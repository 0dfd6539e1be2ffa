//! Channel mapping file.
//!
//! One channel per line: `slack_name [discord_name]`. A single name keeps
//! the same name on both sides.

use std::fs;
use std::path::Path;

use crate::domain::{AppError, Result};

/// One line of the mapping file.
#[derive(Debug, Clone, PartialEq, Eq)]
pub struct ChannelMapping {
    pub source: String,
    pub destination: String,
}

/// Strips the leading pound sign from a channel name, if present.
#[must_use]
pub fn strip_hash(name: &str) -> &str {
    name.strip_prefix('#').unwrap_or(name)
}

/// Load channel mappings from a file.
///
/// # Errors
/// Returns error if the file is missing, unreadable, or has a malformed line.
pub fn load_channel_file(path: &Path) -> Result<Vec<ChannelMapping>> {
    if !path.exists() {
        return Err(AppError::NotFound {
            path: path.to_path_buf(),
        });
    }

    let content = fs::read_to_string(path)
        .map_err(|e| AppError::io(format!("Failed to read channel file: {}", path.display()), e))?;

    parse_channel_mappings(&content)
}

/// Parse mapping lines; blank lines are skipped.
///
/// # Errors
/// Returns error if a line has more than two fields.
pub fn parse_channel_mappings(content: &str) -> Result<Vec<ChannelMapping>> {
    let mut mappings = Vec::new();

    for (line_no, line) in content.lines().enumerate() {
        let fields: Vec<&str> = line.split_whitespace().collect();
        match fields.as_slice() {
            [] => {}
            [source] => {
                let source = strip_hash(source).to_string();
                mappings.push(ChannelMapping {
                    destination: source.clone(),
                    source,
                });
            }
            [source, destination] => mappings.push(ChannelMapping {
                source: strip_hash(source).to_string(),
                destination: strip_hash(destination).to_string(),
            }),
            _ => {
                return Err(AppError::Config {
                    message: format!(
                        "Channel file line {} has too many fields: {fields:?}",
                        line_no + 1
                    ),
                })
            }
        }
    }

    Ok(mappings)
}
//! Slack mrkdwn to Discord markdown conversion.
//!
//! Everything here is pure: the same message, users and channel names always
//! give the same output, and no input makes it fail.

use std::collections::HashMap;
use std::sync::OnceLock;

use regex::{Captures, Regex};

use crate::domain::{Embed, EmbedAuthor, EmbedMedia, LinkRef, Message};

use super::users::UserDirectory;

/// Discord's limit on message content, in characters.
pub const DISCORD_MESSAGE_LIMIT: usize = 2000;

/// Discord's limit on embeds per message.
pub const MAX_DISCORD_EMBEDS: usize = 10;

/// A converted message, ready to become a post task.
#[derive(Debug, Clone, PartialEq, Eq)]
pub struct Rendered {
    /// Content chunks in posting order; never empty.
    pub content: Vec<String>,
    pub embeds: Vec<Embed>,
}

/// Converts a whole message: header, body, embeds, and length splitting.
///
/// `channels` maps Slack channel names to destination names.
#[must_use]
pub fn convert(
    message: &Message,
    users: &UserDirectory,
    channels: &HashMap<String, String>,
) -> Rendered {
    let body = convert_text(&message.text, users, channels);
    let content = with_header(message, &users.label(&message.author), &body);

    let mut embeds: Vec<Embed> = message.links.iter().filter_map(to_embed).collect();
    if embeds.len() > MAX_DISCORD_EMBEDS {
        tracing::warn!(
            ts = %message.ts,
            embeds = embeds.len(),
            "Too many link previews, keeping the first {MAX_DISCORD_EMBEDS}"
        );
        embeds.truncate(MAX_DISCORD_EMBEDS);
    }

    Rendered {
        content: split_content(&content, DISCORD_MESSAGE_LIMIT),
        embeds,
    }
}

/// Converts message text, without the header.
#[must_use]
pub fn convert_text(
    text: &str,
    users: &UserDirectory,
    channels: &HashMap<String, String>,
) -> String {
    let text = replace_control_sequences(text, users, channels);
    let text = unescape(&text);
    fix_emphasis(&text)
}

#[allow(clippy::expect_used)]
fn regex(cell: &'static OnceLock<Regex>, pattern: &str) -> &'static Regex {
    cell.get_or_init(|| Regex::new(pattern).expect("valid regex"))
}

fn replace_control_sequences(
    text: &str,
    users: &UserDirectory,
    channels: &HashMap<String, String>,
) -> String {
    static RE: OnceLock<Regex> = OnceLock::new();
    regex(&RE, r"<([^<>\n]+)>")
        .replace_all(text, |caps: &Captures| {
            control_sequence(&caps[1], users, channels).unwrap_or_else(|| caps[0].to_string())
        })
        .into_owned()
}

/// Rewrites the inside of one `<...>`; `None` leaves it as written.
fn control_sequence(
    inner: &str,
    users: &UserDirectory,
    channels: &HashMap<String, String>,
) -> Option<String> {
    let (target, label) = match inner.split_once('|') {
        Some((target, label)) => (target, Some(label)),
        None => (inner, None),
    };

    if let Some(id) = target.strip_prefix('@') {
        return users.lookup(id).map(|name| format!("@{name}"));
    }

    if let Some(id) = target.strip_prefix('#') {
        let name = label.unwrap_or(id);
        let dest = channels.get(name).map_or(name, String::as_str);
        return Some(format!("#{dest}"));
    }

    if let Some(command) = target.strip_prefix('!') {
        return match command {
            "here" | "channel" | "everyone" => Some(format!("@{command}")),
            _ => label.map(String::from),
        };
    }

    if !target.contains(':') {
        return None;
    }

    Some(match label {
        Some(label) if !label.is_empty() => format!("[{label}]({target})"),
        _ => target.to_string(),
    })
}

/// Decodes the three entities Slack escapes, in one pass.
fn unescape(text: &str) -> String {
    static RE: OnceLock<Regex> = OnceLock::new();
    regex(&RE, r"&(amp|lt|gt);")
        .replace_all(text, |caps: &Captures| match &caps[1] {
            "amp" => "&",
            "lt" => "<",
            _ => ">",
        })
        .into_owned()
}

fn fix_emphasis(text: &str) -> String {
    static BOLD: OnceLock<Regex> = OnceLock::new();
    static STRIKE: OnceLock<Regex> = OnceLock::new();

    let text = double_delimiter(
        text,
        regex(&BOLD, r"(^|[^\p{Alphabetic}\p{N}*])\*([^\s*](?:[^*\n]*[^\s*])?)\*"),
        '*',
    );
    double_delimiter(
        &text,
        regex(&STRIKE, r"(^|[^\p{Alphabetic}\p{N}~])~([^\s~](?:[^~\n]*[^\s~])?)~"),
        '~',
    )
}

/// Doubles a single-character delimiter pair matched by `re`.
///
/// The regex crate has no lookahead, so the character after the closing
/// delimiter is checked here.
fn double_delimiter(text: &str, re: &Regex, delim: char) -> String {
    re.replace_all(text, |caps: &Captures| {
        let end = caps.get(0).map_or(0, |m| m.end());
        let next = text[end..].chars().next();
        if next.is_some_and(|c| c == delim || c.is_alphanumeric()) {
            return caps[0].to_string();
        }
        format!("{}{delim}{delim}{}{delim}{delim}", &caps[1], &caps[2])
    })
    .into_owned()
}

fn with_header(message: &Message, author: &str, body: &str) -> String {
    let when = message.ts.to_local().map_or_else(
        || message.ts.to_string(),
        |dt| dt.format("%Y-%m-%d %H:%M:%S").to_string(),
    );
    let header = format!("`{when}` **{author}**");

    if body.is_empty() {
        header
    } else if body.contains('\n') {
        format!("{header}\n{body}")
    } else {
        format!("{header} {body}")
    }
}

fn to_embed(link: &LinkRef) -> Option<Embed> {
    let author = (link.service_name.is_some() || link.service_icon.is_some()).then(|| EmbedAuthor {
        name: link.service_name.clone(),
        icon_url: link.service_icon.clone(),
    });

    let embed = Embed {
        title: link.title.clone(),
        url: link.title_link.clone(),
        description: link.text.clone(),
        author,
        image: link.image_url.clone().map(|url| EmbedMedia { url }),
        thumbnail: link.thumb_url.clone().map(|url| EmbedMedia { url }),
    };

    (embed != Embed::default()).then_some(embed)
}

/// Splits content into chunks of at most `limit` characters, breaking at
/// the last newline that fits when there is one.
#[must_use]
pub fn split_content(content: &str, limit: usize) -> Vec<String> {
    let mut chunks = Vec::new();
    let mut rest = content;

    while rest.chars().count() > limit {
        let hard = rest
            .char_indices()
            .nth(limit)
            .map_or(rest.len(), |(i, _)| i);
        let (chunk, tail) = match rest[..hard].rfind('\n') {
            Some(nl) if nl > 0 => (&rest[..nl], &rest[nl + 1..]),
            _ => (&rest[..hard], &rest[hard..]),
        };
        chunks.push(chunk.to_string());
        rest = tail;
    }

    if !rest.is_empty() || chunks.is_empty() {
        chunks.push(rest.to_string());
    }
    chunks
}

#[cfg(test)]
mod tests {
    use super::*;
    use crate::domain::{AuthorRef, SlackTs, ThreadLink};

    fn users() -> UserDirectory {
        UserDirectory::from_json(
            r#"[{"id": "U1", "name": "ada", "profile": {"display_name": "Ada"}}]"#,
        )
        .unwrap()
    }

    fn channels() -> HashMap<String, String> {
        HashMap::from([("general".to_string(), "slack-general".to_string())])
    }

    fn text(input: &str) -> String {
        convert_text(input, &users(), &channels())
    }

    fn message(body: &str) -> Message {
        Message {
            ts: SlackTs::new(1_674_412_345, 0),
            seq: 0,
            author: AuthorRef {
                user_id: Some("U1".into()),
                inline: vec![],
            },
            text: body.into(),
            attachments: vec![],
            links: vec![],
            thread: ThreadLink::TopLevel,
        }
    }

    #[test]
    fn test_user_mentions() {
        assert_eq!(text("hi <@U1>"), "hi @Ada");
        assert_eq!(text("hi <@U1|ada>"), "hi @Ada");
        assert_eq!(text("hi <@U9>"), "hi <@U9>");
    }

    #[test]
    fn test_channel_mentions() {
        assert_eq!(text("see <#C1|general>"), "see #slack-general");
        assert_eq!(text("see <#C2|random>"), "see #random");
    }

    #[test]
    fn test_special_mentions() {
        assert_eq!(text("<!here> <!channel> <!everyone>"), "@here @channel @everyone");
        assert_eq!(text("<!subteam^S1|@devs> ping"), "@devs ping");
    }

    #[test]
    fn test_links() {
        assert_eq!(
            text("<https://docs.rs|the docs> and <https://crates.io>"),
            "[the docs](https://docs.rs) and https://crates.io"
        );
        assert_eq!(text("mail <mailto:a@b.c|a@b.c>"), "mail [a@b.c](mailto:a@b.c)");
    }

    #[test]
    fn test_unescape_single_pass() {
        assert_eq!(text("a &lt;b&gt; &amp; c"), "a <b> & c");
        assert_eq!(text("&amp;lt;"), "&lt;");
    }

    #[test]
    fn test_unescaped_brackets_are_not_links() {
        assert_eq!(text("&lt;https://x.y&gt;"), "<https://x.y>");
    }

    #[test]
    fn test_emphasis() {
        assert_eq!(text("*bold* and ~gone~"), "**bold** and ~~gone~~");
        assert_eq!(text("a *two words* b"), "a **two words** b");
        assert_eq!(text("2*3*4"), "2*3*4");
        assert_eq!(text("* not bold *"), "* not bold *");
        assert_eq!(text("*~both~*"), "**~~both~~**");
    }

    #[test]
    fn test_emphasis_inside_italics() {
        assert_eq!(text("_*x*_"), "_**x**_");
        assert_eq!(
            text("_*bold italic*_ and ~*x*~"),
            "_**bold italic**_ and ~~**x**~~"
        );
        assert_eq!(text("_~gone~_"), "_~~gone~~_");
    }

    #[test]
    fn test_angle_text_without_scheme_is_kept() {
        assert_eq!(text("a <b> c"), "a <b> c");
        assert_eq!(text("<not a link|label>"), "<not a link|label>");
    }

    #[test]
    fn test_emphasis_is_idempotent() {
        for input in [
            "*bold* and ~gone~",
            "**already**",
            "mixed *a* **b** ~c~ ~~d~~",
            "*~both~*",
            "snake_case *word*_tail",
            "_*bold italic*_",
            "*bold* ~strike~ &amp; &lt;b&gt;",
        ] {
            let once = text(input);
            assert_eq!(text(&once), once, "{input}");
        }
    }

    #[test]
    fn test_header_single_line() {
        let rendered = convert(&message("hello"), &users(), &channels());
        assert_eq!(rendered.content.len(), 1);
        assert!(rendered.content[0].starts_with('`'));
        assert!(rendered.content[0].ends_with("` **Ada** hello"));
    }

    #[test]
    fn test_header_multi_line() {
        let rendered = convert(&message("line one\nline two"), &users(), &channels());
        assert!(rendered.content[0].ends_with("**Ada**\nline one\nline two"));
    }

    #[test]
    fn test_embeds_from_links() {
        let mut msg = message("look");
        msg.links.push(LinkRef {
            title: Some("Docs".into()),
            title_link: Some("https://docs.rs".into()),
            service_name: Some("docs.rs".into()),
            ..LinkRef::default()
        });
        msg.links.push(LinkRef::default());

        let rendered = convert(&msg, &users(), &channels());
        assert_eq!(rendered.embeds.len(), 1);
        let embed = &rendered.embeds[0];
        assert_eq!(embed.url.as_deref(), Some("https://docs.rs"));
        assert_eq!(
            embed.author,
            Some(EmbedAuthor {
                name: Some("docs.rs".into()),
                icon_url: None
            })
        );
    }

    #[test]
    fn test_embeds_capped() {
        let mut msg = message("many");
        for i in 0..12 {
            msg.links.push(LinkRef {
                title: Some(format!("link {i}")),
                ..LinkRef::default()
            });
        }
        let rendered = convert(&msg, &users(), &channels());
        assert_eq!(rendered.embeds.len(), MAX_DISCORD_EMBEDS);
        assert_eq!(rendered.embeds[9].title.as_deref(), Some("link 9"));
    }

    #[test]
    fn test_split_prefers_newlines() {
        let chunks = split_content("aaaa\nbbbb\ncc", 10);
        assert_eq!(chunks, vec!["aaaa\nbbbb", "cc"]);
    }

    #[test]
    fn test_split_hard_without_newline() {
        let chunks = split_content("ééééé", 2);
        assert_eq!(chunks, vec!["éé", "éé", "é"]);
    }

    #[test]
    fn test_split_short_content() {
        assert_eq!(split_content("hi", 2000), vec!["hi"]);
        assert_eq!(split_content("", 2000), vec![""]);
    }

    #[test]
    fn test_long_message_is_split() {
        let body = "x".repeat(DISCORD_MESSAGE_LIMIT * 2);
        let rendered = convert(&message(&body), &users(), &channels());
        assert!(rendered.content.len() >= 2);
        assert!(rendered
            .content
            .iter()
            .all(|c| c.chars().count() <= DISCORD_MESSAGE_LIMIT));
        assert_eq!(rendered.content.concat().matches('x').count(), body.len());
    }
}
────
The answer should consist of the lines from the first line of the entries through the line with "than two fields.", copied exactly.

> [Exercise output]
repository 0dfd6539e1be2ffa
//! Channel mapping file.
//!
//! One channel per line: `slack_name [discord_name]`. A single name keeps
//! the same name on both sides.

use std::fs;
use std::path::Path;

use crate::domain::{AppError, Result};

/// One line of the mapping file.
#[derive(Debug, Clone, PartialEq, Eq)]
pub struct ChannelMapping {
    pub source: String,
    pub destination: String,
}

/// Strips the leading pound sign from a channel name, if present.
#[must_use]
pub fn strip_hash(name: &str) -> &str {
    name.strip_prefix('#').unwrap_or(name)
}

/// Load channel mappings from a file.
///
/// # Errors
/// Returns error if the file is missing, unreadable, or has a malformed line.
pub fn load_channel_file(path: &Path) -> Result<Vec<ChannelMapping>> {
    if !path.exists() {
        return Err(AppError::NotFound {
            path: path.to_path_buf(),
        });
    }

    let content = fs::read_to_string(path)
        .map_err(|e| AppError::io(format!("Failed to read channel file: {}", path.display()), e))?;

    parse_channel_mappings(&content)
}

/// Parse mapping lines; blank lines are skipped.
///
/// # Errors
/// Returns error if a line has more than two fields.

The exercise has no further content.